> [INSTRUCTIONS FOR THE TASK] Only the lines holding "CorsLayer" are wanted. Copy every one from the records below.

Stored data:
//! The HTTP front door.
//!
//! Every request passes through [`front_door`] in a fixed order: CORS preflight,
//! health check, authentication, then routing by `(method, path)`.

use std::time::Duration;

use axum::{
    extract::{Request, State},
    http::{header, HeaderName, Method, StatusCode},
    response::{IntoResponse, Response as HttpResponse},
    Router,
};
use tower_http::{
    cors::{Any, CorsLayer},
    trace::TraceLayer,
};
use tracing::debug;

use super::health::health_handler;
use crate::{
    config::TransportMode,
    transport::{sse, streamable, TransportError, LEGACY_SESSION_HEADER, MCP_SESSION_HEADER},
    AppState,
};

pub const HEALTH_PATH: &str = "/health";
pub const MCP_PATH: &str = "/mcp";
pub const SSE_PATH: &str = "/sse";

/// Every destination a request can be dispatched to.
#[derive(Debug, Clone, Copy, PartialEq, Eq)]
pub enum Route {
    Preflight,
    Health,
    ModernPost,
    ModernGet,
    ModernDelete,
    ModernMethodNotAllowed,
    LegacyConnect,
    LegacyMessage,
    NotFound,
}

impl Route {
    /// Routes of a transport generation the process does not serve resolve to `NotFound`.
    pub fn classify(method: &Method, path: &str, mode: TransportMode) -> Route {
        if *method == Method::OPTIONS {
            return Route::Preflight;
        }

        match (method, path) {
            (&Method::GET, HEALTH_PATH) => Route::Health,

            (&Method::POST, MCP_PATH) if mode.serves_modern() => Route::ModernPost,
            (&Method::GET, MCP_PATH) if mode.serves_modern() => Route::ModernGet,
            (&Method::DELETE, MCP_PATH) if mode.serves_modern() => Route::ModernDelete,
            (_, MCP_PATH) if mode.serves_modern() => Route::ModernMethodNotAllowed,

            (&Method::GET, SSE_PATH) if mode.serves_legacy() => Route::LegacyConnect,
            (&Method::POST, sse::MESSAGE_PATH) if mode.serves_legacy() => Route::LegacyMessage,

            _ => Route::NotFound,
        }
    }

    /// Whether the route is reachable without credentials.
    pub fn is_public(&self) -> bool {
        matches!(self, Route::Preflight | Route::Health)
    }
}

/// Single entry point for every inbound HTTP request.
pub async fn front_door(State(state): State<AppState>, req: Request) -> HttpResponse {
    let route = Route::classify(req.method(), req.uri().path(), state.config.transport);
    debug!(?route, method = %req.method(), path = %req.uri().path(), "dispatch");

    if !route.is_public() && !state.config.auth.validate(req.headers()) {
        debug!(path = %req.uri().path(), "rejected unauthenticated request");
        return state.config.auth.challenge();
    }

    let (parts, body) = req.into_parts();
    let result = match route {
        Route::Preflight => Ok(StatusCode::OK.into_response()),
        Route::Health => Ok(health_handler(state).await.into_response()),
        Route::ModernPost => streamable::handle_post(state, parts.headers, body).await,
        Route::ModernGet => streamable::handle_get(state, parts.headers).await,
        Route::ModernDelete => streamable::handle_delete(state, parts.headers).await,
        Route::ModernMethodNotAllowed => Err(TransportError::MethodNotAllowed),
        Route::LegacyConnect => Ok(sse::handle_connect(state).await),
        Route::LegacyMessage => {
            sse::handle_message(state, parts.headers, parts.uri.query(), body).await
        }
        Route::NotFound => Err(TransportError::NotFound),
    };

    result.unwrap_or_else(IntoResponse::into_response)
}

fn cors_layer() -> CorsLayer {
    CorsLayer::new()
        .allow_origin(Any)
        .allow_methods([Method::GET, Method::POST, Method::DELETE, Method::OPTIONS])
        .allow_headers([
            header::CONTENT_TYPE,
            header::AUTHORIZATION,
            HeaderName::from_static(LEGACY_SESSION_HEADER),
            HeaderName::from_static(MCP_SESSION_HEADER),
            HeaderName::from_static("mcp-protocol-version"),
            HeaderName::from_static(super::auth::API_KEY_HEADER),
        ])
        .expose_headers([
            HeaderName::from_static(LEGACY_SESSION_HEADER),
            HeaderName::from_static(MCP_SESSION_HEADER),
        ])
        .max_age(Duration::from_secs(86_400))
}

/// Builds the application: the front door plus tracing and CORS.
pub fn build_app(state: AppState) -> Router {
    Router::new()
        .fallback(front_door)
        .with_state(state)
        .layer(TraceLayer::new_for_http())
        .layer(cors_layer())
}

#[cfg(test)]
mod tests {
    use super::*;

    #[test]
    fn hybrid_routes_both_generations() {
        let mode = TransportMode::Hybrid;
        assert_eq!(Route::classify(&Method::POST, "/mcp", mode), Route::ModernPost);
        assert_eq!(Route::classify(&Method::GET, "/mcp", mode), Route::ModernGet);
        assert_eq!(Route::classify(&Method::DELETE, "/mcp", mode), Route::ModernDelete);
        assert_eq!(Route::classify(&Method::PUT, "/mcp", mode), Route::ModernMethodNotAllowed);
        assert_eq!(Route::classify(&Method::GET, "/sse", mode), Route::LegacyConnect);
        assert_eq!(Route::classify(&Method::POST, "/message", mode), Route::LegacyMessage);
        assert_eq!(Route::classify(&Method::GET, "/message", mode), Route::NotFound);
        assert_eq!(Route::classify(&Method::OPTIONS, "/anything", mode), Route::Preflight);
        assert_eq!(Route::classify(&Method::GET, "/health", mode), Route::Health);
    }

    #[test]
    fn disabled_generation_is_not_found() {
        assert_eq!(Route::classify(&Method::GET, "/sse", TransportMode::Http), Route::NotFound);
        assert_eq!(Route::classify(&Method::POST, "/mcp", TransportMode::Sse), Route::NotFound);
        assert_eq!(Route::classify(&Method::PUT, "/mcp", TransportMode::Sse), Route::NotFound);
    }

    #[test]
    fn only_preflight_and_health_are_public() {
        assert!(Route::Health.is_public());
        assert!(Route::Preflight.is_public());
        assert!(!Route::ModernPost.is_public());
        assert!(!Route::NotFound.is_public());
    }
}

> [COMPLETED TASK]
    cors::{Any, CorsLayer},
fn cors_layer() -> CorsLayer {
    CorsLayer::new()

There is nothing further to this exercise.